Go through the entries one line at a time, and gather every line that has the word "Some".

....................

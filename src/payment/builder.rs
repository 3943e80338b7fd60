//! Fluent builder for payment parameters.

use alloy_primitives::{Address, U256};

use super::PaymentParams;
use crate::error::SdkError;
use crate::shared::{random_async_nonce, Priority, Recipient, PRINCIPAL_TOKEN, ZERO_ADDRESS};

/// Builder for [`PaymentParams`].
///
/// # Example
///
/// ```rust,ignore
/// let params = PaymentParams::builder()
///     .to_identity("alice")
///     .token(PRINCIPAL_TOKEN)
///     .amount(U256::from(1_000u64))
///     .async_nonce()
///     .build()?;
/// ```
#[derive(Debug, Clone, Default)]
pub struct PaymentBuilder {
    to_address: Option<Address>,
    to_identity: Option<String>,
    token: Option<Address>,
    amount: Option<U256>,
    priority_fee: U256,
    nonce: Option<U256>,
    priority: Priority,
    executor: Option<Address>,
}

impl PaymentBuilder {
    pub fn new() -> Self {
        Self::default()
    }

    /// Pay a direct address.
    pub fn to_address(mut self, to: Address) -> Self {
        self.to_address = Some(to);
        self
    }

    /// Pay a name-service identity.
    pub fn to_identity(mut self, identity: impl Into<String>) -> Self {
        self.to_identity = Some(identity.into());
        self
    }

    pub fn recipient(mut self, recipient: Recipient) -> Self {
        match recipient {
            Recipient::Address(a) => self.to_address = Some(a),
            Recipient::Identity(i) => self.to_identity = Some(i),
        }
        self
    }

    /// Token to transfer. Defaults to the principal token.
    pub fn token(mut self, token: Address) -> Self {
        self.token = Some(token);
        self
    }

    pub fn amount(mut self, amount: U256) -> Self {
        self.amount = Some(amount);
        self
    }

    pub fn priority_fee(mut self, fee: U256) -> Self {
        self.priority_fee = fee;
        self
    }

    pub fn nonce(mut self, nonce: U256) -> Self {
        self.nonce = Some(nonce);
        self
    }

    pub fn priority(mut self, priority: Priority) -> Self {
        self.priority = priority;
        self
    }

    /// Asynchronous priority with a fresh random nonce.
    pub fn async_nonce(mut self) -> Self {
        self.priority = Priority::Async;
        self.nonce = Some(random_async_nonce());
        self
    }

    /// Restrict submission to `executor`.
    pub fn executor(mut self, executor: Address) -> Self {
        self.executor = Some(executor);
        self
    }

    /// Validate and build.
    ///
    /// Fails when the recipient is missing or doubly specified, or when the
    /// amount or nonce was never set.
    pub fn build(self) -> Result<PaymentParams, SdkError> {
        let recipient = Recipient::from_parts(self.to_address, self.to_identity.as_deref())?;
        let amount = self
            .amount
            .ok_or_else(|| SdkError::Validation("payment amount is required".to_string()))?;
        let nonce = self
            .nonce
            .ok_or_else(|| SdkError::Validation("payment nonce is required".to_string()))?;

        Ok(PaymentParams {
            recipient,
            token: self.token.unwrap_or(PRINCIPAL_TOKEN),
            amount,
            priority_fee: self.priority_fee,
            nonce,
            priority: self.priority,
            executor: self.executor.unwrap_or(ZERO_ADDRESS),
        })
    }
}

#[cfg(test)]
mod tests {
    use super::*;
    use alloy_primitives::address;

    #[test]
    fn test_build_defaults() {
        let p = PaymentBuilder::new()
            .to_identity("alice")
            .amount(U256::from(10u64))
            .nonce(U256::from(1u64))
            .build()
            .unwrap();
        assert_eq!(p.token, PRINCIPAL_TOKEN);
        assert_eq!(p.executor, ZERO_ADDRESS);
        assert_eq!(p.priority, Priority::Sync);
        assert_eq!(p.priority_fee, U256::ZERO);
        assert!(!p.has_executor());
    }

    #[test]
    fn test_build_rejects_both_recipients() {
        let err = PaymentBuilder::new()
            .to_identity("alice")
            .to_address(address!("00000000000000000000000000000000000000aa"))
            .amount(U256::from(1u64))
            .nonce(U256::from(1u64))
            .build();
        assert!(err.is_err());
    }

    #[test]
    fn test_build_rejects_no_recipient() {
        let err = PaymentBuilder::new()
            .amount(U256::from(1u64))
            .nonce(U256::from(1u64))
            .build();
        assert!(err.is_err());
    }

    #[test]
    fn test_build_requires_amount_and_nonce() {
        assert!(PaymentBuilder::new().to_identity("alice").nonce(U256::ZERO).build().is_err());
        assert!(PaymentBuilder::new().to_identity("alice").amount(U256::ZERO).build().is_err());
    }

    #[test]
    fn test_async_nonce_sets_priority() {
        let p = PaymentBuilder::new()
            .to_identity("alice")
            .amount(U256::from(1u64))
            .async_nonce()
            .build()
            .unwrap();
        assert_eq!(p.priority, Priority::Async);
    }
}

....................

● RESPONSE
        self.to_address = Some(to);
        self.to_identity = Some(identity.into());
            Recipient::Address(a) => self.to_address = Some(a),
            Recipient::Identity(i) => self.to_identity = Some(i),
        self.token = Some(token);
        self.amount = Some(amount);
        self.nonce = Some(nonce);
        self.nonce = Some(random_async_nonce());
        self.executor = Some(executor);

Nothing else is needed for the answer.